Shell halves boss’s pay after deaths at company

Shell halved its chief executive’s pay in 2019, a year when seven people died while working for the company and revenue contracted.

The oil giant said that Ben van Beurden was paid around £8.7 million in 2019, a 51% drop on the year before.

Mr van Beurden’s pay includes a base salary of just under 1.6 million euros (£1.4 million). However, his 800,000 euro (£700,000) bonus was nearly three quarters lower than in 2018.

He also scooped up 7.2 million euros (£6.4 million) in a long-term incentive plan, around half 2018’s levels.

Royal Dutch Shell
Royal Dutch Shell

Mr van Beurden has been in charge of the business since 2014, in which time he has overseen major changes at the FTSE 100-listed oil major.

He took over when oil was at the heady heights of more than 100 US dollars per barrel of Brent crude, the international standard.

However, Mr Beurden later got a taste of falling oil prices, as Brent hit less than 30 dollars just a year after he took over.

Oil prices are one of the major problems that lie more or less outside the power of the leaders of some of the world’s largest oil companies.

Although the price later recovered, Mr van Beurden and his peers at BP, Exxon and the other supermajors are now dealing with a rapidly plunging oil price.

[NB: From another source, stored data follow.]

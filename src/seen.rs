use std::collections::HashSet;

use crate::twitch::Clip;

#[derive(Debug, Default)]
pub(crate) struct SeenClips {
    ids: HashSet<String>,
}

impl SeenClips {
    pub(crate) fn new() -> Self {
        Self::default()
    }

    pub(crate) fn prime(&mut self, clips: &[Clip]) -> usize {
        clips
            .iter()
            .filter(|clip| self.ids.insert(clip.id.clone()))
            .count()
    }

    // Input order is kept; a repeat within the batch is returned once.
    pub(crate) fn unseen<'a>(&self, clips: &'a [Clip]) -> Vec<&'a Clip> {
        let mut batch = HashSet::new();
        clips
            .iter()
            .filter(|&clip| !self.ids.contains(&clip.id) && batch.insert(clip.id.as_str()))
            .collect()
    }

    pub(crate) fn insert(&mut self, id: &str) -> bool {
        self.ids.insert(id.to_string())
    }

    #[cfg(test)]
    pub(crate) fn contains(&self, id: &str) -> bool {
        self.ids.contains(id)
    }

    pub(crate) fn len(&self) -> usize {
        self.ids.len()
    }
}
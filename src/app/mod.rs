mod watch;


use anyhow::{Context, Result};
use chrono::{Local, Utc};
use tracing::info;

use crate::cli::{Cli, Command};
use crate::config::Config;
use crate::notify::{DiscordWebhook, format_test_message};

use self::watch::ClipWatcher;

pub fn run(cli: Cli) -> Result<()> {
    let config = Config::resolve(cli.config.as_deref())?;

    match cli.command {
        Some(Command::Check) => run_check(&config)?,
        Some(Command::Recent) => run_recent(&config)?,
        Some(Command::TestWebhook) => run_test_webhook(&config)?,
        Some(Command::Watch) | None => run_watch(&config)?,
    }

    Ok(())
}

fn run_watch(config: &Config) -> Result<()> {
    info!(
        channel = %config.twitch.login(),
        interval_secs = config.poll.interval_secs,
        lookback_minutes = config.poll.lookback_minutes,
        "starting Twitch clip monitor"
    );
    let mut watcher = ClipWatcher::connect(config)?;
    watcher.run()
}

fn run_check(config: &Config) -> Result<()> {
    let watcher = ClipWatcher::connect(config)?;
    println!("Config OK.");
    println!("  Channel: {}", config.twitch.login());
    println!("  Broadcaster ID: {}", watcher.broadcaster_id());
    println!(
        "  Polling every {}s, looking back {} minute(s)",
        config.poll.interval_secs, config.poll.lookback_minutes
    );
    Ok(())
}

fn run_recent(config: &Config) -> Result<()> {
    let mut watcher = ClipWatcher::connect(config)?;
    let clips = watcher
        .recent_clips(Utc::now())
        .context("failed to fetch recent clips")?;
    if clips.is_empty() {
        println!(
            "No clips in the last {} minute(s).",
            config.poll.lookback_minutes
        );
        return Ok(());
    }

    println!(
        "{:<20} {:<40} {:<20} {:<28}",
        "CREATED", "TITLE", "CREATOR", "URL"
    );
    for clip in clips {
        println!(
            "{:<20} {:<40} {:<20} {:<28}",
            clip.created_at
                .with_timezone(&Local)
                .format("%Y-%m-%d %H:%M:%S")
                .to_string(),
            truncate(&clip.title, 40),
            truncate(&clip.creator_name, 20),
            clip.url
        );
    }
    Ok(())
}

fn run_test_webhook(config: &Config) -> Result<()> {
    let webhook = DiscordWebhook::new(&config.discord, config.http.retry_policy());
    webhook
        .post_message(&format_test_message(config.twitch.channel.trim()))
        .context("failed to post test message to Discord")?;
    println!("Test message posted.");
    Ok(())
}

pub(crate) fn truncate(s: &str, max: usize) -> String {
    let mut out = s.to_string();
    if out.chars().count() > max {
        out = out.chars().take(max.saturating_sub(3)).collect::<String>() + "...";
    }
    out
}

The cost of a barrel of Brent hit as low as 32.51 dollars on Thursday afternoon, a drop of 9.9% amid a global financial panic.

Last year Mr van Beurden was named as one of employees’ 10 favourite chief executives, according to an anonymous survey by Glassdoor.

In 2018 the Dutchman took home a massive £18 million pay package – more than double the year before – as high oil prices boosted the business.

That year the business revealed its biggest profit for nearly half a decade.

Even so, Shell revealed that the package was discussed extensively inside the company.